▶ PROBLEM STATEMENT
Filter the listing below, copying every line in which the word "collides" appears.

=== Section Start ===

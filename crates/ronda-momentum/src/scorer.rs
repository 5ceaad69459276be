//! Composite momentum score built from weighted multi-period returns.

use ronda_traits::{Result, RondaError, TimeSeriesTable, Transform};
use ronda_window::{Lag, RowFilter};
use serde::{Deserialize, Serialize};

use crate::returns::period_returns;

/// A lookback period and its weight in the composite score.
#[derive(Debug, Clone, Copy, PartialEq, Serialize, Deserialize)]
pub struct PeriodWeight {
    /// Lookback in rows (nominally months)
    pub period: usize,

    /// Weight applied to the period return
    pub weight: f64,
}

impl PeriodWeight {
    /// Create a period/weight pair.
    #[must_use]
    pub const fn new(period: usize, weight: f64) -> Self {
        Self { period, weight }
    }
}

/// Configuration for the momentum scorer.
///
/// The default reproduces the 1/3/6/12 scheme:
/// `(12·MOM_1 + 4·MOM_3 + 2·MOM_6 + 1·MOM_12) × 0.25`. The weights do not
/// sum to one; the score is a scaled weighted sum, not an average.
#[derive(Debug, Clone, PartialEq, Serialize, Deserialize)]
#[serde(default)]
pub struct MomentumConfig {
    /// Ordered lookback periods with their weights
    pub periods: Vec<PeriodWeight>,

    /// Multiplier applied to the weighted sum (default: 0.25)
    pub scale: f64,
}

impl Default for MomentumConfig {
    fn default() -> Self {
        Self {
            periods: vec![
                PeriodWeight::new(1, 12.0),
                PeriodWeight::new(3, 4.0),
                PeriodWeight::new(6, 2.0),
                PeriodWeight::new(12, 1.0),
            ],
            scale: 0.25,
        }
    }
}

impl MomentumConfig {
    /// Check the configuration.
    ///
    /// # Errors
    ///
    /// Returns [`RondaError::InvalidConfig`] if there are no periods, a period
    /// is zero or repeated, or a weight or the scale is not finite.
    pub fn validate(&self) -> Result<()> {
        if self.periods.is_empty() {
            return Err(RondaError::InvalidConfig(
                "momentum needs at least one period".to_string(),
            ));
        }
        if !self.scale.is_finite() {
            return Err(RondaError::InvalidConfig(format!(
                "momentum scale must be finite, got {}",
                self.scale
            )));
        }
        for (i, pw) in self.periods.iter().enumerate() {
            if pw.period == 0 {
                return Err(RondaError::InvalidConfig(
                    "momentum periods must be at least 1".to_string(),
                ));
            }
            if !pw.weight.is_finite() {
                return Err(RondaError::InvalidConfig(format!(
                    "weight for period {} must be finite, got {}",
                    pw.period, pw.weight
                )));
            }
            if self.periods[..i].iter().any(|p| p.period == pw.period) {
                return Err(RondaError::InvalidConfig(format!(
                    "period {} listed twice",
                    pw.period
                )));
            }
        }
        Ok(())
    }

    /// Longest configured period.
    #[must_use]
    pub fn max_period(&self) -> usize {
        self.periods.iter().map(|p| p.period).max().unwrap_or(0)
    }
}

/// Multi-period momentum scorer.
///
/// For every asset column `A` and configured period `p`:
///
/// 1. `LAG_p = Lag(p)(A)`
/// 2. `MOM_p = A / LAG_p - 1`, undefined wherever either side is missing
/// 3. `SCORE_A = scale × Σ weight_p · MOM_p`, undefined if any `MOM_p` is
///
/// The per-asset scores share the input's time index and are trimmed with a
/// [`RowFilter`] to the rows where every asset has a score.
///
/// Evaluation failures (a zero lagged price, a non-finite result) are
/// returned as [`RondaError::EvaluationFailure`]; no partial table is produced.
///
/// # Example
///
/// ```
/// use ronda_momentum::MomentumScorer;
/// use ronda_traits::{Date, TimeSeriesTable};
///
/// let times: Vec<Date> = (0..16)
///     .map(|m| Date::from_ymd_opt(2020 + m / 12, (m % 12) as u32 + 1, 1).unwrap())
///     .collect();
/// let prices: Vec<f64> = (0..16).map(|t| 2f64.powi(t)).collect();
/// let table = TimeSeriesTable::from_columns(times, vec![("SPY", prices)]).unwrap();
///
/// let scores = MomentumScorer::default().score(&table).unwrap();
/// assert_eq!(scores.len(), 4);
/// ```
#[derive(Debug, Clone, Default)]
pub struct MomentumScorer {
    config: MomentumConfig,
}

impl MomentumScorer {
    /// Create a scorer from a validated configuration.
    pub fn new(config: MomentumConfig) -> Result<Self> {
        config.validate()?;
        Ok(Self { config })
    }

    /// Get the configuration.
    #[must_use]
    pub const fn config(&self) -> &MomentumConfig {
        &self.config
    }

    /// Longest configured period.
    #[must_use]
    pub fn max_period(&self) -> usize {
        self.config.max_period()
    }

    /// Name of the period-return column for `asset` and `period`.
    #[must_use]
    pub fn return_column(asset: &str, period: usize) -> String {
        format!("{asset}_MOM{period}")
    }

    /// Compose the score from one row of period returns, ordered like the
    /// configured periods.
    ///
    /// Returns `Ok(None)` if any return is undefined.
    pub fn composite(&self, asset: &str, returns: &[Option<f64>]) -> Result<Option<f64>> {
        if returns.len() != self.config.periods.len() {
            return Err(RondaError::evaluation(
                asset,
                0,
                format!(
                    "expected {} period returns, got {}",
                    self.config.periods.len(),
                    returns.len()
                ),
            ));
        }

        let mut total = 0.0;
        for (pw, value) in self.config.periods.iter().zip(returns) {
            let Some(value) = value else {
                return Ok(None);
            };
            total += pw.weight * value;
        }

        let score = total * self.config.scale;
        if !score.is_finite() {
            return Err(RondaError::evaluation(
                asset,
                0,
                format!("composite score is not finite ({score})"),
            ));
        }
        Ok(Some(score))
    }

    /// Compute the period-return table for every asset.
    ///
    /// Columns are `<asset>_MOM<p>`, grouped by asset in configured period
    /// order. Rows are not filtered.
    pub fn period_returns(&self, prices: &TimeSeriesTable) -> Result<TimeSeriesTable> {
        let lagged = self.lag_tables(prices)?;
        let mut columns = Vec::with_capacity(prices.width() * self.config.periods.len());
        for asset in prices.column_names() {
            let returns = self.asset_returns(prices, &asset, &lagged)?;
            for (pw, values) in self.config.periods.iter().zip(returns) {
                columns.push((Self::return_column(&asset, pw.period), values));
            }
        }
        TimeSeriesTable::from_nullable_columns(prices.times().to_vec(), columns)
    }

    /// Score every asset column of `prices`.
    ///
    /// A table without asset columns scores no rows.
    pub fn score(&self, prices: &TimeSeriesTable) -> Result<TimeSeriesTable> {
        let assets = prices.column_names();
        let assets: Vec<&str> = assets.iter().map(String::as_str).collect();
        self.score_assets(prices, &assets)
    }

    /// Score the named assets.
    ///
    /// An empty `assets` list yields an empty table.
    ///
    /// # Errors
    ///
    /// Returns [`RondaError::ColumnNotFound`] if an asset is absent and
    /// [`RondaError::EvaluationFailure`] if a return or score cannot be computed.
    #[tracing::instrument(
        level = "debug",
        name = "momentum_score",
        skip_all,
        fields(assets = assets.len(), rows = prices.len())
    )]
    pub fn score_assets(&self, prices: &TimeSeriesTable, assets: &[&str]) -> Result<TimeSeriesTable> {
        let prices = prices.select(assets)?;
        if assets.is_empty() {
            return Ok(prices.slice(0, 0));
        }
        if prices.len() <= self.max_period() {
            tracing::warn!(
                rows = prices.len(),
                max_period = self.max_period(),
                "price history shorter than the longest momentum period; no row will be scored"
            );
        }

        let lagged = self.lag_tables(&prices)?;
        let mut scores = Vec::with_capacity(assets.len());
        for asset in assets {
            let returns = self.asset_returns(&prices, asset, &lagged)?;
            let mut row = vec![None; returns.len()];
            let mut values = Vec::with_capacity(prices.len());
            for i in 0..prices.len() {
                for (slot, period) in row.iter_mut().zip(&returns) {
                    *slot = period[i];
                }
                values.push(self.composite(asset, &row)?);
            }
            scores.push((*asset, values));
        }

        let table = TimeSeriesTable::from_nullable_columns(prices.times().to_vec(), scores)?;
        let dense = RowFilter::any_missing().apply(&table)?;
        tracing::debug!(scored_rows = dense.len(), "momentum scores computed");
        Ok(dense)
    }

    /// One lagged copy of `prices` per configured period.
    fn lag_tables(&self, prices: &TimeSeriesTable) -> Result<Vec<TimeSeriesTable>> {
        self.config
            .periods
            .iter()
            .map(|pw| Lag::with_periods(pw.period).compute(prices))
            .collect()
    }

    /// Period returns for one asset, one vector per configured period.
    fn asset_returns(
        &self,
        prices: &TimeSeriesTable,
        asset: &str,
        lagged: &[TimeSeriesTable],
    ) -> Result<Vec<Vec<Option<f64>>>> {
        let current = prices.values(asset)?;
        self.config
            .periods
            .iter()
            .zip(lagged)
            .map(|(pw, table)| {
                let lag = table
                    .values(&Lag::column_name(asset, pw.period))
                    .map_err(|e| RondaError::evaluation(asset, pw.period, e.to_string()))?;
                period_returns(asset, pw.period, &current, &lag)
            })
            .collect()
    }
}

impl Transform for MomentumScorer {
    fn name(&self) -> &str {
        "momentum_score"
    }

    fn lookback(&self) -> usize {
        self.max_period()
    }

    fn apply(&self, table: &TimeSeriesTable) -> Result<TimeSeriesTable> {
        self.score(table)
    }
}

=== Section End ===
=== Section Start ===

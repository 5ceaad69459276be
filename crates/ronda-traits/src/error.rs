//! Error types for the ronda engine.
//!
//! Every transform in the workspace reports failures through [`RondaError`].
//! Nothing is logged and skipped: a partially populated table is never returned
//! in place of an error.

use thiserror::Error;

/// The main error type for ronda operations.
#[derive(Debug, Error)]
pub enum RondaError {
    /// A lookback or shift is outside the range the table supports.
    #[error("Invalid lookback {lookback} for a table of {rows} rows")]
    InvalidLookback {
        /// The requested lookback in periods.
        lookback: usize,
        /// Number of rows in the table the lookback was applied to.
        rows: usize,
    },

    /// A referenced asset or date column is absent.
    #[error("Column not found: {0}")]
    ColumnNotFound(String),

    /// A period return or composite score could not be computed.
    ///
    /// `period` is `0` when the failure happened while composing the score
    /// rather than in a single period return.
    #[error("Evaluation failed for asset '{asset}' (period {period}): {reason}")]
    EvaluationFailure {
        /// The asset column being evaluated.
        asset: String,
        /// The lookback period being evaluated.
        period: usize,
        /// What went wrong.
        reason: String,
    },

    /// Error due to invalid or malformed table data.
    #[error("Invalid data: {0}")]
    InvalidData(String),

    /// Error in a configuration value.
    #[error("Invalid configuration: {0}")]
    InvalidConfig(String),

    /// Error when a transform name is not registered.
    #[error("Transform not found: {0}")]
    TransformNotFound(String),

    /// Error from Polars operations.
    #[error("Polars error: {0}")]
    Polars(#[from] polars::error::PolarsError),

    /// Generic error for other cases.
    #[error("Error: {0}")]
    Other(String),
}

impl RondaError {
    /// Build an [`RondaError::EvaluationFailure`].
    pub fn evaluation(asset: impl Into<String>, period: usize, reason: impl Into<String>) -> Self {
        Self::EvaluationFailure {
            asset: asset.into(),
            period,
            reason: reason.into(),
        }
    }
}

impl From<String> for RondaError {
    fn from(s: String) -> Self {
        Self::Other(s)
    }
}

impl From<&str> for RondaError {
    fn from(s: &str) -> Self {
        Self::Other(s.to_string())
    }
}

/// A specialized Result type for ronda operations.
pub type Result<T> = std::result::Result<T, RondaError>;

=== Section End ===
=== Section Start ===

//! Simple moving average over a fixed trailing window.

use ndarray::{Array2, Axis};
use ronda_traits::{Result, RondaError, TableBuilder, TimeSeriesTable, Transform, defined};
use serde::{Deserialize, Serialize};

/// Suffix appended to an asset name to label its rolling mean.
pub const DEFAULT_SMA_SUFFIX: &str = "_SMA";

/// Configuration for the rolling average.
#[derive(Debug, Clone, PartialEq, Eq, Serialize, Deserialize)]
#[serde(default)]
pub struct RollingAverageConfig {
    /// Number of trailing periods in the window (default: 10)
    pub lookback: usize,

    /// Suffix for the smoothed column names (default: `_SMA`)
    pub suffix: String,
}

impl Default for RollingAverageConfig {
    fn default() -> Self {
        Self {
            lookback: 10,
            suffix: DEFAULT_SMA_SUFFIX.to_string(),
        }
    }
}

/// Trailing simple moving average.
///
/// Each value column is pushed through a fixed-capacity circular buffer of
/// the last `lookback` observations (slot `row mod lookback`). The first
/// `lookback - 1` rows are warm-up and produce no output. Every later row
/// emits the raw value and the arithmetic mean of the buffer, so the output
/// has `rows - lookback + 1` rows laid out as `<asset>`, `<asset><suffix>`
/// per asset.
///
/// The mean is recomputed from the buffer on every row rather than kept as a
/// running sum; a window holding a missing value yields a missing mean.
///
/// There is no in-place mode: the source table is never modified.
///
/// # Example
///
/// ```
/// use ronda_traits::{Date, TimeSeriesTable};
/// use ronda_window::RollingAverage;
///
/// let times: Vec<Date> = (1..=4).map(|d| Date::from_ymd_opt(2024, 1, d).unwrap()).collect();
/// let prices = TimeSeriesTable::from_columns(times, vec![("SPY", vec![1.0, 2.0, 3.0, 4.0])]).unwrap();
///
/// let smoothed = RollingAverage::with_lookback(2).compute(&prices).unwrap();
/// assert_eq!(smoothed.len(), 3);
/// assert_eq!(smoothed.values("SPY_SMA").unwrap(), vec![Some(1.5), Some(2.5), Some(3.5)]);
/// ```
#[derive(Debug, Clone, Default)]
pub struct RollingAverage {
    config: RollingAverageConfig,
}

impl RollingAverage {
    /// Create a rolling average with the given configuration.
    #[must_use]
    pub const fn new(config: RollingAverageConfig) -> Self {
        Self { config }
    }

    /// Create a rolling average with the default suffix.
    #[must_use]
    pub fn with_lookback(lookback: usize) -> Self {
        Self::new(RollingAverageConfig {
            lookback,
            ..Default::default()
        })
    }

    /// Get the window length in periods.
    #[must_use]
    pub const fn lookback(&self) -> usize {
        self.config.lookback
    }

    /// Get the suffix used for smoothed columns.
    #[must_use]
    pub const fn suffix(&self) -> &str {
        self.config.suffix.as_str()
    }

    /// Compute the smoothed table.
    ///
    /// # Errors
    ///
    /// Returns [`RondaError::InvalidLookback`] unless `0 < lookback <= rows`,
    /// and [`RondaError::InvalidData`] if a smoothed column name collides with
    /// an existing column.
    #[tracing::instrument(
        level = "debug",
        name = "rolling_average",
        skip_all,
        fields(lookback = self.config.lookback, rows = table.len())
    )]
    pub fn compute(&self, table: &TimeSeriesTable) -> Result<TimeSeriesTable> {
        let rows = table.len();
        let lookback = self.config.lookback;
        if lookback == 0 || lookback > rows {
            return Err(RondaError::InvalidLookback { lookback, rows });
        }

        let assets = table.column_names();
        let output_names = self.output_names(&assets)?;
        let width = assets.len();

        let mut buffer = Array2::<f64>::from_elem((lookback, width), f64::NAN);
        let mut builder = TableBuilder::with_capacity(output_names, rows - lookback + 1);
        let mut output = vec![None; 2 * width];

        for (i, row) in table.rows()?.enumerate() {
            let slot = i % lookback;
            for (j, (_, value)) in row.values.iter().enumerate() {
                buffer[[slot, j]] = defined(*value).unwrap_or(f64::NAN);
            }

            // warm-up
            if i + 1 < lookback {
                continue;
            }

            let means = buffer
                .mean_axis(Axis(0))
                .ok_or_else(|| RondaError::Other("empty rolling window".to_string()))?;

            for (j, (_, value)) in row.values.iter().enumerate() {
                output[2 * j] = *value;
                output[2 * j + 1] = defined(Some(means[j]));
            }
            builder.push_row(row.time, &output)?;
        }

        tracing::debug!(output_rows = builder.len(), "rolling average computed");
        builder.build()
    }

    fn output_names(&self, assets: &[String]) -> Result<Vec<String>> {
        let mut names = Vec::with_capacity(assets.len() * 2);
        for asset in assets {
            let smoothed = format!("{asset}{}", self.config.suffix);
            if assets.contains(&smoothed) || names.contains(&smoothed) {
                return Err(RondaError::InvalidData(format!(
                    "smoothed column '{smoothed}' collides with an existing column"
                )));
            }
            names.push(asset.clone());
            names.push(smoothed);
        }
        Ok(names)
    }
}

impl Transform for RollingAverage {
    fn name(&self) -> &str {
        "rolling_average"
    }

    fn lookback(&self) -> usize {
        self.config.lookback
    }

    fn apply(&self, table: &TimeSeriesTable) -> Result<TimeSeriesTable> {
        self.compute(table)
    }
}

=== Section End ===

▶ TASK SOLUTION
    /// and [`RondaError::InvalidData`] if a smoothed column name collides with
                    "smoothed column '{smoothed}' collides with an existing column"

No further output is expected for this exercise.